__Prompt__
Below are the records. Count the lines containing the string "Returns", and reply with the number alone.

__Data to process__
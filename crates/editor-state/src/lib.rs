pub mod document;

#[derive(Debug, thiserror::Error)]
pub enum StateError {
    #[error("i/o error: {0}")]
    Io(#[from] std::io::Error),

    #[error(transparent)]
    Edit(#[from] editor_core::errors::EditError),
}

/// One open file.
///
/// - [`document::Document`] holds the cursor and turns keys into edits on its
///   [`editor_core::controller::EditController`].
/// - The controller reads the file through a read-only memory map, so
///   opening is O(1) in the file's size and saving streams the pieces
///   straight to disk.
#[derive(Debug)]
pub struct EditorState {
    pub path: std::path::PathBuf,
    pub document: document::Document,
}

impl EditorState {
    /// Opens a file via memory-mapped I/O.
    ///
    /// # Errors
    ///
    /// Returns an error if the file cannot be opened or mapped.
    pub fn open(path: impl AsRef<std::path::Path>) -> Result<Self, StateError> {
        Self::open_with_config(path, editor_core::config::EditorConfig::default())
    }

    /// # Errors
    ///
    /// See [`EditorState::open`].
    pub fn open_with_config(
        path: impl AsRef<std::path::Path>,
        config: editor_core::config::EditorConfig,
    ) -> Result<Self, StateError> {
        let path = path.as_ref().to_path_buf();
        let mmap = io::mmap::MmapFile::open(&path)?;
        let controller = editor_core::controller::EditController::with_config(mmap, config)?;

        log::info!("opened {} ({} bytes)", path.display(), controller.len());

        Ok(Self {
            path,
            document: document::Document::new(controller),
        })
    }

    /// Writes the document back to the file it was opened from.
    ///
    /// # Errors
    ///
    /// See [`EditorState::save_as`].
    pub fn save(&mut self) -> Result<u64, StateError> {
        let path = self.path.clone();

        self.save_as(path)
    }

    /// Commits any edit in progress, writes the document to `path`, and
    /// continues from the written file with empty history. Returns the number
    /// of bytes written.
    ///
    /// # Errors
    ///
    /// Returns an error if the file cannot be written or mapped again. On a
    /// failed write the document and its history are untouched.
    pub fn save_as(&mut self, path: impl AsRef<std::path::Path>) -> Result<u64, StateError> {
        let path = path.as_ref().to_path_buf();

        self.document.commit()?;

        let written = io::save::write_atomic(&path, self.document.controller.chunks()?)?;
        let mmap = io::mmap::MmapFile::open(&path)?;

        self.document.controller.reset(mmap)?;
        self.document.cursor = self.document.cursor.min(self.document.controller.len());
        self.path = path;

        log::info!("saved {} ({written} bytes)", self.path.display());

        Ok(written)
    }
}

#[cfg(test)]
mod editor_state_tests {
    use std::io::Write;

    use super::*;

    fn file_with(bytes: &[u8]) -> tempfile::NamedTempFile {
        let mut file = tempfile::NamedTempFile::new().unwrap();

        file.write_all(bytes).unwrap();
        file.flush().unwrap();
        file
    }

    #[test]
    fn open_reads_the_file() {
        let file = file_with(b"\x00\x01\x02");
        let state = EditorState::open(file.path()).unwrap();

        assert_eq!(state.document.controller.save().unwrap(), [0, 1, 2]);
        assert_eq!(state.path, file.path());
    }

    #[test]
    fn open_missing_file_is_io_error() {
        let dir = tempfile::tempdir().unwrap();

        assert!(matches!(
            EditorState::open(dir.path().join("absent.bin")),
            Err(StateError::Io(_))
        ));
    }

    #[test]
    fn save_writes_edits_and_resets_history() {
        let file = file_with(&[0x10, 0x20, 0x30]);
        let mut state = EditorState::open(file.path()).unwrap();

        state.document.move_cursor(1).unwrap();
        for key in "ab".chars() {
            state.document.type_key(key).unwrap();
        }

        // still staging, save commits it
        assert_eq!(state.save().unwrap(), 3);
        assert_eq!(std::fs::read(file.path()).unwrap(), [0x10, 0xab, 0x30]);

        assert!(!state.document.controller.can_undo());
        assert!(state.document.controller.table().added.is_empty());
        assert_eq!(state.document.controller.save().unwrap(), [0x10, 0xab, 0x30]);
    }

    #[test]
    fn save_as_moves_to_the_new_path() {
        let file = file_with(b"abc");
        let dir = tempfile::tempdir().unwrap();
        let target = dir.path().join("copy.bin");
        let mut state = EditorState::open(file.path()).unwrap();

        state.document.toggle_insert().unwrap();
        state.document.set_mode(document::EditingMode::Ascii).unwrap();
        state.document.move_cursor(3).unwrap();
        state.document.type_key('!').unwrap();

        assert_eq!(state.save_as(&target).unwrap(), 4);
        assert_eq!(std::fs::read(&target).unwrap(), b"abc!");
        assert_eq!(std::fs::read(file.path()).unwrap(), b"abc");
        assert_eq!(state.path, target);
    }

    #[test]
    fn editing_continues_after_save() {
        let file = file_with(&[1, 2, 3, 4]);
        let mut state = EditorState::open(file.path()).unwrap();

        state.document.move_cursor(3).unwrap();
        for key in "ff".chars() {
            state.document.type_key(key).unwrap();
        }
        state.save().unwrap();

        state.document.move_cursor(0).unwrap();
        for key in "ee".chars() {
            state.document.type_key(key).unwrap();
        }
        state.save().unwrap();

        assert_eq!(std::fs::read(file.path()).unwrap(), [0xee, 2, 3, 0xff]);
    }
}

__Response box__
3